Maruti Suzuki added 502 service touchpoints in FY26, its highest single-year expansion on record. The total service network now stands at 5,902 outlets, spread across over 2,500 cities and towns. The company's stated target is 8,000 service touchpoints by FY31.

To understand why that number is relevant to a buyer, consider the baseline. The next largest passenger vehicle service network in the country belongs to Hyundai, which operates around 1,600 service centres. Tata Motors has approximately 1,000 authorised service centres.
Maruti's 5,902 figure is not just larger, it is in a different category of scale entirely. Compared with Hyundai, Maruti's network is around 3.7 times larger. Compared with Tata, it is nearly 5.9 times larger. That is the kind of gap that changes not just convenience, but the basic ownership equation in smaller towns and on intercity use.

Adding 502 outlets in 12 months works out to roughly 42 new service touchpoints every month, or more than one per day on average. These are not all full-format dealership service stations.
Maruti's network includes its express service format, which covers faster, routine maintenance like oil changes, filters, and brake pads, alongside full-service authorised workshops. The express format allows Maruti to plant service capacity in smaller towns and high-footfall urban locations like malls and commercial hubs, where a full dealership setup would not be commercially viable.
The geographic spread matters as much as the headline number. A significant portion of the 502 new outlets were added in tier-2 and tier-3 towns. Maruti's sales in smaller cities have been growing faster than in the top metros for the past two years, and the service expansion follows that sales geography rather than leading it. A car sold in a town where servicing requires a 60 km drive is a different ownership proposition from one sold with a workshop nearby.
The new additions alone represent meaningful scale. With 502 new touchpoints on top of the existing base, Maruti expanded its service footprint by roughly 9.3 percent in just one year. That is a sizeable increase for a network that was already the largest in the market. It is one thing for a small brand to grow quickly from a low base. It is far more significant when a company already operating nearly 5,400 outlets adds another 500-plus in a single financial year. The other big number is coverage depth. Spread over 2,500-plus cities and towns, Maruti now averages more than two service touchpoints for every location in its network map, though actual concentration will obviously be higher in larger urban areas.

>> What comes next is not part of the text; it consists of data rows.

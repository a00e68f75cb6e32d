//! SSH transport built on the system OpenSSH client
//!
//! Every operation is one `ssh` invocation. The first one (the connect probe)
//! starts a control master, so the later invocations of the same session
//! multiplex over a single authenticated connection. File contents are
//! streamed through `cat` on the remote side.
//!
//! Remote paths starting with `~/` are passed relative to the login
//! directory, since a quoted `~` is never expanded by the remote shell.

use async_trait::async_trait;
use futures::stream::{self, StreamExt};
use ignore::WalkBuilder;
use std::path::{Path, PathBuf};
use std::process::{ExitStatus, Stdio};
use tokio::io::AsyncWriteExt;
use tokio::process::Command;
use tokio::sync::{Semaphore, SemaphorePermit};

use super::traits::{RemoteSession, Transport, TransportResult};
use super::types::DirectoryUpload;
use crate::config::{remote_join, EngineOptions, SshSettings, SEPARATOR};
use crate::error::TransportError;
use crate::logging::*;
use crate::workspace::slash_path;

/// How long an idle control master outlives its last client
const CONTROL_PERSIST_SECS: u64 = 60;

/// Suffix of a download in progress
const PARTIAL_SUFFIX: &str = ".sshsync-part";

/// Maximum number of paths per remote `mkdir -p`
const MKDIR_BATCH: usize = 256;

/// Opens [`SshSession`]s with the configured client binary
#[derive(Debug, Clone)]
pub struct SshTransport {
	options: EngineOptions,
}

impl SshTransport {
	pub fn new(options: EngineOptions) -> Self {
		SshTransport { options }
	}
}

#[async_trait]
impl Transport for SshTransport {
	async fn connect(&self, settings: &SshSettings) -> TransportResult<Box<dyn RemoteSession>> {
		let session = SshSession::new(settings, &self.options);
		// Authenticates and leaves the control master running
		session.run("true").await?;
		debug!("Control master for {} at {}", session.host, session.control_path.display());
		Ok(Box::new(session))
	}
}

/// An authenticated SSH connection
pub struct SshSession {
	host: String,
	ssh_command: String,
	/// Set only when authenticating by password (through `sshpass`)
	password: Option<String>,
	/// Arguments placed before the host on every invocation
	args: Vec<String>,
	control_path: PathBuf,
	parallel: usize,
	/// One permit per running remote command, shared by every unit of a batch
	streams: Semaphore,
}

impl std::fmt::Debug for SshSession {
	fn fmt(&self, f: &mut std::fmt::Formatter<'_>) -> std::fmt::Result {
		f.debug_struct("SshSession")
			.field("host", &self.host)
			.field("ssh_command", &self.ssh_command)
			.field("password", &self.password.as_ref().map(|_| "***"))
			.field("args", &self.args)
			.finish()
	}
}

impl SshSession {
	fn new(settings: &SshSettings, options: &EngineOptions) -> Self {
		let id = uuid::Uuid::new_v4().simple().to_string();
		let control_path = std::env::temp_dir().join(format!("sshsync-{}", &id[..12]));
		let password = if uses_password(settings) { Some(settings.password.clone()) } else { None };
		let parallel = options.parallel_transfers.max(1);

		SshSession {
			host: settings.host.clone(),
			ssh_command: options.ssh_command.clone(),
			password,
			args: ssh_args(settings, options, &control_path),
			control_path,
			parallel,
			streams: Semaphore::new(parallel),
		}
	}

	async fn stream_permit(&self) -> TransportResult<SemaphorePermit<'_>> {
		self.streams
			.acquire()
			.await
			.map_err(|e| TransportError::Other { message: format!("Stream limiter closed: {}", e) })
	}

	/// Build an `ssh` invocation running `remote` on the host
	fn command(&self, remote: &str) -> Command {
		let mut cmd = match &self.password {
			Some(password) => {
				let mut c = Command::new("sshpass");
				c.arg("-e").arg(&self.ssh_command).env("SSHPASS", password);
				c
			}
			None => Command::new(&self.ssh_command),
		};
		cmd.args(&self.args)
			.arg(&self.host)
			.arg(remote)
			.stdin(Stdio::null())
			.stdout(Stdio::piped())
			.stderr(Stdio::piped())
			.kill_on_drop(true);
		cmd
	}

	fn label(&self, remote: &str) -> String {
		format!("{} {} {}", self.ssh_command, self.host, remote)
	}

	/// Run a remote command and collect its stdout
	async fn run(&self, remote: &str) -> TransportResult<Vec<u8>> {
		let _permit = self.stream_permit().await?;
		let label = self.label(remote);
		let output = self
			.command(remote)
			.output()
			.await
			.map_err(|source| TransportError::SpawnFailed { cmd: label.clone(), source })?;
		check_status(label, output.status, &output.stderr)?;
		Ok(output.stdout)
	}

	/// Stream a local file into `remote`
	async fn upload(&self, local: &Path, remote: &str, create_parent: bool) -> TransportResult<()> {
		let mut file = tokio::fs::File::open(local).await?;

		let remote_cmd = match remote_parent(remote).filter(|_| create_parent) {
			Some(parent) => {
				format!("mkdir -p {} && cat > {}", quote_remote(parent), quote_remote(remote))
			}
			None => format!("cat > {}", quote_remote(remote)),
		};
		let label = self.label(&remote_cmd);

		let _permit = self.stream_permit().await?;

		let mut cmd = self.command(&remote_cmd);
		cmd.stdin(Stdio::piped());
		let mut child =
			cmd.spawn().map_err(|source| TransportError::SpawnFailed { cmd: label.clone(), source })?;
		let mut stdin = child
			.stdin
			.take()
			.ok_or_else(|| TransportError::Other { message: "ssh stdin unavailable".to_string() })?;

		let copied = tokio::io::copy(&mut file, &mut stdin).await;
		let closed = stdin.shutdown().await;
		drop(stdin);

		let output = child.wait_with_output().await?;
		// The exit status explains a broken pipe better than the pipe error does
		check_status(label, output.status, &output.stderr)?;
		copied?;
		closed?;
		Ok(())
	}
}

#[async_trait]
impl RemoteSession for SshSession {
	fn host(&self) -> &str {
		&self.host
	}

	async fn find_files(&self, remote_dir: &str) -> TransportResult<Vec<String>> {
		let target = login_relative(remote_dir);
		let stdout = self.run(&format!("find {} -type f", quote_remote(remote_dir))).await?;
		let lines = String::from_utf8_lossy(&stdout)
			.lines()
			.map(|line| match line.strip_prefix(target) {
				// Report paths under the directory as it was asked for
				Some(rest) if target != remote_dir => format!("{}{}", remote_dir, rest),
				_ => line.to_string(),
			})
			.collect();
		Ok(lines)
	}

	async fn get_file(&self, local: &Path, remote: &str) -> TransportResult<()> {
		if let Some(parent) = local.parent().filter(|p| !p.as_os_str().is_empty()) {
			tokio::fs::create_dir_all(parent).await?;
		}

		let remote_cmd = format!("cat {}", quote_remote(remote));
		let label = self.label(&remote_cmd);
		let _permit = self.stream_permit().await?;
		let mut child = self
			.command(&remote_cmd)
			.spawn()
			.map_err(|source| TransportError::SpawnFailed { cmd: label.clone(), source })?;
		let mut stdout = child
			.stdout
			.take()
			.ok_or_else(|| TransportError::Other { message: "ssh stdout unavailable".to_string() })?;

		// Download next to the target so a failed pull leaves the old file alone
		let partial = partial_path(local);
		let mut out = tokio::fs::File::create(&partial).await?;
		let copied = tokio::io::copy(&mut stdout, &mut out).await;
		let flushed = out.flush().await;
		drop(out);

		let output = child.wait_with_output().await?;
		let result = check_status(label, output.status, &output.stderr)
			.and_then(|_| copied.map(|_| ()).map_err(TransportError::from))
			.and_then(|_| flushed.map_err(TransportError::from));

		match result {
			Ok(()) => {
				tokio::fs::rename(&partial, local).await?;
				Ok(())
			}
			Err(e) => {
				let _ = tokio::fs::remove_file(&partial).await;
				Err(e)
			}
		}
	}

	async fn put_file(&self, local: &Path, remote: &str) -> TransportResult<()> {
		self.upload(local, remote, true).await
	}

	async fn put_directory(
		&self,
		local_dir: &Path,
		remote_dir: &str,
	) -> TransportResult<DirectoryUpload> {
		let meta = tokio::fs::metadata(local_dir).await?;
		if !meta.is_dir() {
			return Err(TransportError::Other {
				message: format!("{} is not a directory", local_dir.display()),
			});
		}

		let root = local_dir.to_path_buf();
		let (dirs, files) = tokio::task::spawn_blocking(move || scan_local_tree(&root))
			.await
			.map_err(|e| TransportError::Other { message: format!("Join error: {}", e) })?;

		// Create the remote tree up front; also covers empty directories
		let mut targets = vec![remote_dir.to_string()];
		targets.extend(dirs.iter().map(|d| remote_join(remote_dir, d)));
		for batch in targets.chunks(MKDIR_BATCH) {
			let quoted: Vec<_> = batch.iter().map(|t| quote_remote(t)).collect();
			self.run(&format!("mkdir -p {}", quoted.join(" "))).await?;
		}

		let results: Vec<(String, TransportResult<()>)> = stream::iter(files)
			.map(|rel| {
				let local = local_dir.join(&rel);
				let remote = remote_join(remote_dir, &rel);
				async move {
					let result = self.upload(&local, &remote, false).await;
					(remote, result)
				}
			})
			.buffer_unordered(self.parallel)
			.collect()
			.await;

		let mut report = DirectoryUpload::default();
		for (remote, result) in results {
			match result {
				Ok(()) => {
					debug!("Uploaded file: \"{}\"", remote);
					report.transferred += 1;
				}
				Err(e) => {
					error!("Error pushing file: \"{}\": {}", remote, e);
					report.failed.push((remote, e.to_string()));
				}
			}
		}
		Ok(report)
	}

	async fn close(&self) -> TransportResult<()> {
		let label = format!("{} -O exit {}", self.ssh_command, self.host);
		let output = Command::new(&self.ssh_command)
			.args(&self.args)
			.arg("-O")
			.arg("exit")
			.arg(&self.host)
			.stdin(Stdio::null())
			.stdout(Stdio::null())
			.stderr(Stdio::piped())
			.kill_on_drop(true)
			.output()
			.await
			.map_err(|source| TransportError::SpawnFailed { cmd: label.clone(), source })?;
		check_status(label, output.status, &output.stderr)
	}
}

/// Password auth applies only when no key is configured
fn uses_password(settings: &SshSettings) -> bool {
	!settings.password.is_empty() && settings.private_key.is_empty()
}

fn push_option(args: &mut Vec<String>, key: &str, value: &str) {
	args.push("-o".to_string());
	args.push(format!("{}={}", key, value));
}

/// Client arguments derived from the settings record and runtime options
fn ssh_args(settings: &SshSettings, options: &EngineOptions, control_path: &Path) -> Vec<String> {
	let mut args = Vec::new();
	push_option(&mut args, "ConnectTimeout", &options.connect_timeout_secs.to_string());
	push_option(&mut args, "ControlMaster", "auto");
	push_option(&mut args, "ControlPath", &control_path.to_string_lossy());
	push_option(&mut args, "ControlPersist", &CONTROL_PERSIST_SECS.to_string());
	push_option(&mut args, "StrictHostKeyChecking", "accept-new");

	if uses_password(settings) {
		push_option(&mut args, "PreferredAuthentications", "password,keyboard-interactive");
		push_option(&mut args, "NumberOfPasswordPrompts", "1");
	} else {
		push_option(&mut args, "BatchMode", "yes");
	}

	if !settings.private_key.is_empty() {
		args.push("-i".to_string());
		args.push(settings.private_key.clone());
		push_option(&mut args, "IdentitiesOnly", "yes");
	}
	if !settings.username.is_empty() {
		args.push("-l".to_string());
		args.push(settings.username.clone());
	}
	if let Some(port) = options.port {
		args.push("-p".to_string());
		args.push(port.to_string());
	}
	args
}

fn check_status(cmd: String, status: ExitStatus, stderr: &[u8]) -> TransportResult<()> {
	if status.success() {
		return Ok(());
	}
	Err(TransportError::CommandFailed {
		cmd,
		status: status.code(),
		stderr: String::from_utf8_lossy(stderr).trim().to_string(),
	})
}

/// Directory part of a remote path, if there is one worth creating
fn remote_parent(remote: &str) -> Option<&str> {
	match remote.rfind(SEPARATOR) {
		Some(0) | None => None,
		Some(idx) => Some(&remote[..idx]),
	}
}

/// Unique download target next to `local`; concurrent pulls of one file never share it
fn partial_path(local: &Path) -> PathBuf {
	let id = uuid::Uuid::new_v4().simple().to_string();
	let mut name = local.file_name().map(|n| n.to_os_string()).unwrap_or_default();
	name.push(format!(".{}{}", &id[..12], PARTIAL_SUFFIX));
	local.with_file_name(name)
}

/// Rewrite a leading `~` so the path resolves against the login directory
fn login_relative(remote: &str) -> &str {
	if remote.is_empty() {
		return ".";
	}
	let rest = match remote.strip_prefix('~') {
		Some(rest) if rest.is_empty() || rest.starts_with(SEPARATOR) => rest,
		_ => return remote,
	};
	let rest = rest.trim_start_matches(SEPARATOR);
	if rest.is_empty() {
		"."
	} else {
		rest
	}
}

fn quote_remote(remote: &str) -> String {
	shell_words::quote(login_relative(remote)).into_owned()
}

/// Relative directories and regular files under `root`
///
/// Symlinks and special files are skipped, as are entries that cannot be read.
fn scan_local_tree(root: &Path) -> (Vec<String>, Vec<String>) {
	let mut dirs = Vec::new();
	let mut files = Vec::new();

	let mut builder = WalkBuilder::new(root);
	builder.standard_filters(false);
	for result in builder.build() {
		let entry = match result {
			Ok(entry) => entry,
			Err(e) => {
				warn!("Skipping unreadable entry under {}: {}", root.display(), e);
				continue;
			}
		};
		if entry.depth() == 0 {
			continue;
		}
		let rel = match entry.path().strip_prefix(root) {
			Ok(rel) => slash_path(rel),
			Err(_) => continue,
		};
		match entry.file_type() {
			Some(ft) if ft.is_dir() => dirs.push(rel),
			Some(ft) if ft.is_file() => files.push(rel),
			_ => debug!("Skipping special file {}", entry.path().display()),
		}
	}
	(dirs, files)
}


// vim: ts=4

Resale value, ownership cost, and long-term reliability perception are all linked to service accessibility. Maruti cars consistently hold their resale values better than most competitors at equivalent price points, and a large part of that is the confidence buyers and used-car dealers have that spares will be available and service will be accessible almost anywhere. The 5,902 figure reinforces that.
Maruti also reported that express service wait times have been reduced to under 90 minutes at most outlets following a process standardisation push in FY26. The company introduced digital service booking across all 5,902 outlets during the year, and mobile service vans were deployed in 200 additional towns where permanent outlets are not yet operational. Those 200 towns matter more than they may first appear. Mobile coverage in those locations helps Maruti plug white spaces without waiting for full workshop economics to make sense. For owners, that can mean routine servicing support arrives months or years before a permanent facility does.
The FY31 target makes the longer-term picture even clearer. To move from 5,902 touchpoints to 8,000, Maruti needs to add 2,098 more outlets over five years. That works out to roughly 420 new touchpoints a year, or about 35 every month. So even after a record FY26, the company is signalling that aggressive expansion will continue. For anyone buying a Maruti car today, the service network is not just a background reassurance. It is a calculable ownership advantage. At 5,902 outlets targeting 8,000 by FY31, the gap between Maruti's coverage and every other brand in the market is only going to widen over the next five years.